If the apostrophe were not in the sentence, we could use single quotes.

In [20]:
st='He said "let us go get a cup of coffee sometime."'
print(st)

He said "let us go get a cup of coffee sometime."


But the apostrophe in "let's" causes a problem.

In [21]:
st='He said "let's us go get a cup of coffee sometime"'
print(st)

SyntaxError: invalid syntax (<ipython-input-21-9f200e6b3c80>, line 1)

But we can use the escape to eliminate that issue.

In [22]:
st='He said \"let\'s go get a cup of coffee sometime.\"'
print(st)

He said "let's go get a cup of coffee sometime."


The newline character often appears in strings.

In [33]:
st="Roses are red.\nViolets are blue.\nI work with Python.\nWhy shouldn't you?"
print(st)

Roses are red.
Violets are blue.
I work with Python.
Why shouldn't you?


**Other string methods**

There is a host of other methods that can be used on a string. In addition to reading the Python documentations you can use dir(object) to determine the attributes and methods associated with an object.

Generally, Python objects have methods (as well as attributes, to be discussed later). 

We've seen an example of a method - the replace method for a string.
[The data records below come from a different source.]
//! Pickup checkout from the command line.

use std::io::Write;
use std::path::Path;

use tracing::info;

use poppin_deli_core::CheckoutStep;
use poppin_deli_core::checkout::{CheckoutFlow, PaymentProof};
use poppin_deli_core::order::CustomerInfo;
use poppin_deli_storefront::{AppError, AppState};

/// Run the three checkout steps and print the order message and link.
///
/// The cart is cleared once the link has been composed.
///
/// # Errors
///
/// Returns an error if the payment screenshot does not exist, a required
/// field is blank, or the cart is empty.
pub async fn place(
    state: &AppState,
    customer: CustomerInfo,
    payment_proof: &Path,
) -> Result<(), Box<dyn std::error::Error>> {
    let metadata = tokio::fs::metadata(payment_proof).await.map_err(|e| {
        AppError::BadRequest(format!(
            "cannot read payment screenshot {}: {e}",
            payment_proof.display()
        ))
    })?;
    if !metadata.is_file() {
        return Err(AppError::BadRequest(format!(
            "payment screenshot {} is not a file",
            payment_proof.display()
        ))
        .into());
    }
    let file_name = payment_proof
        .file_name()
        .map_or_else(|| payment_proof.display().to_string(), |n| n.to_string_lossy().into_owned());

    let mut cart = state.cart_store();
    let mut flow = CheckoutFlow::new();
    let mut out = std::io::stdout().lock();

    flow.set_customer(customer);
    write_step_done(&mut out, flow.step())?;
    flow.advance().map_err(AppError::from)?;
    flow.attach_payment_proof(PaymentProof::new(file_name));
    write_step_done(&mut out, flow.step())?;
    flow.advance().map_err(AppError::from)?;

    let order = flow
        .submit(&mut cart, state.formatter())
        .map_err(AppError::from)?;
    write_step_done(&mut out, CheckoutStep::Review)?;
    info!("Order ready to send on WhatsApp");

    writeln!(out)?;
    writeln!(out, "{}", order.message)?;
    writeln!(out)?;
    writeln!(out, "Send your order: {}", order.url)?;
    writeln!(out, "Attach your payment screenshot in the chat.")?;
    Ok(())
}

/// Write the progress line for a completed step, e.g. `[2/3] Make Payment`.
///
/// # Errors
///
/// Returns an error if `out` cannot be written.
pub fn write_step_done(out: &mut impl Write, step: CheckoutStep) -> std::io::Result<()> {
    writeln!(out, "[{}/3] {} ✓", step.number(), step.title())
}

#[cfg(test)]
#[allow(clippy::unwrap_used)]
mod tests {
    use super::*;

    #[test]
    fn test_write_step_done() {
        let mut out = Vec::new();
        write_step_done(&mut out, CheckoutStep::Details).unwrap();
        write_step_done(&mut out, CheckoutStep::Payment).unwrap();
        assert_eq!(
            String::from_utf8(out).unwrap(),
            "[1/3] Takeout Details ✓\n[2/3] Make Payment ✓\n"
        );
    }
}
//! File-backed key-value store.
//!
//! Each slot is one file, `<dir>/<key>.json`. Writes go to a temporary file
//! first and are renamed into place, so a crash never leaves a half-written
//! slot behind.

use std::fs;
use std::io::ErrorKind;
use std::path::{Path, PathBuf};
use std::sync::Arc;

use tracing::debug;

use poppin_deli_core::storage::{KeyValueStore, StorageError};

/// Storage handle shared between the cart and the content cache.
pub type SharedStore = Arc<dyn KeyValueStore + Send + Sync>;

/// Key-value store persisting each slot as a file in one directory.
#[derive(Debug, Clone)]
pub struct FileStore {
    dir: PathBuf,
}

impl FileStore {
    /// Open a store rooted at `dir`, creating the directory if needed.
    ///
    /// # Errors
    ///
    /// Returns error if the directory cannot be created.
    pub fn open(dir: impl Into<PathBuf>) -> Result<Self, StorageError> {
        let dir = dir.into();
        fs::create_dir_all(&dir)?;
        debug!(dir = %dir.display(), "Opened file store");
        Ok(Self { dir })
    }

    /// Directory holding the slot files.
    #[must_use]
    pub fn dir(&self) -> &Path {
        &self.dir
    }

    /// Wrap this store for sharing.
    #[must_use]
    pub fn shared(self) -> SharedStore {
        Arc::new(self)
    }

    fn slot_path(&self, key: &str) -> Result<PathBuf, StorageError> {
        let valid = !key.is_empty()
            && key
                .chars()
                .all(|c| c.is_ascii_alphanumeric() || c == '_' || c == '-');
        if !valid {
            return Err(StorageError::InvalidKey(key.to_string()));
        }
        Ok(self.dir.join(format!("{key}.json")))
    }
}

impl KeyValueStore for FileStore {
    fn get(&self, key: &str) -> Result<Option<String>, StorageError> {
        let path = self.slot_path(key)?;
        match fs::read_to_string(&path) {
            Ok(value) => Ok(Some(value)),
            Err(e) if e.kind() == ErrorKind::NotFound => Ok(None),
            Err(e) => Err(e.into()),
        }
    }

    fn set(&self, key: &str, value: &str) -> Result<(), StorageError> {
        let path = self.slot_path(key)?;
        let tmp = path.with_extension("json.tmp");
        fs::write(&tmp, value)?;
        fs::rename(&tmp, &path)?;
        Ok(())
    }

    fn remove(&self, key: &str) -> Result<(), StorageError> {
        let path = self.slot_path(key)?;
        match fs::remove_file(&path) {
            Ok(()) => Ok(()),
            Err(e) if e.kind() == ErrorKind::NotFound => Ok(()),
            Err(e) => Err(e.into()),
        }
    }
}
A **method** associated with an object is a function that is called using the syntax:

    object.method_name()

Using the **dir()** function we can determine all methods associated with an object.
This is demonstrated with a string object **st** that we created above.

In [25]:
st

"Roses are red.\nViolets are blue.\nI work with Python.\nWhy shouldn't you?"

In [24]:
dir(st)

['__add__',
 '__class__',
 '__contains__',
 '__delattr__',
 '__dir__',
 '__doc__',
 '__eq__',
 '__format__',
 '__ge__',
 '__getattribute__',
 '__getitem__',
 '__getnewargs__',
 '__gt__',
 '__hash__',
 '__init__',
 '__init_subclass__',
 '__iter__',
 '__le__',
 '__len__',
 '__lt__',
 '__mod__',
 '__mul__',
 '__ne__',
 '__new__',
 '__reduce__',
 '__reduce_ex__',
 '__repr__',
 '__rmod__',
 '__rmul__',
 '__setattr__',
 '__sizeof__',
 '__str__',
 '__subclasshook__',
 'capitalize',
 'casefold',
 'center',
 'count',
 'encode',
 'endswith',
 'expandtabs',
 'find',
 'format',
 'format_map',
 'index',
 'isalnum',
 'isalpha',
 'isascii',
 'isdecimal',
 'isdigit',
 'isidentifier',
 'islower',
 'isnumeric',
 'isprintable',
 'isspace',
 'istitle',
 'isupper',
 'join',
 'ljust',
 'lower',
 'lstrip',
 'maketrans',
 'partition',
 'replace',
 'rfind',
 'rindex',
 'rjust',
 'rpartition',
 'rsplit',
 'rstrip',
 'split',
 'splitlines',
 'startswith',
 'strip',
 'swapcase',
 'title',
 'translate',
 'upper',


**Examples and Getting Help**

In [32]:
st="Rosesarered"
st=st.lower()
print(st)

rosesarered


In [35]:
st.split("\n")

['Roses are red.',
 'Violets are blue.',
 'I work with Python.',
 "Why shouldn't you?"]

In [54]:
st=st="Roses are red.\nViolets are blue.\nI work with Python.\nWhy shouldn't you?"

In [55]:
print(st)

Roses are red.
Violets are blue.
I work with Python.
Why shouldn't you?


In [57]:
print(st.upper())

ROSES ARE RED.
VIOLETS ARE BLUE.
I WORK WITH PYTHON.
WHY SHOULDN'T YOU?


In [58]:
help(st.rstrip)

Help on built-in function rstrip:

rstrip(chars=None, /) method of builtins.str instance
    Return a copy of the string with trailing whitespace removed.
    
    If chars is given and not None, remove characters in chars instead.



In [59]:
st="This is a string with some whitespace chars \n \t "

In [60]:
st.rstrip()

'This is a string with some whitespace chars'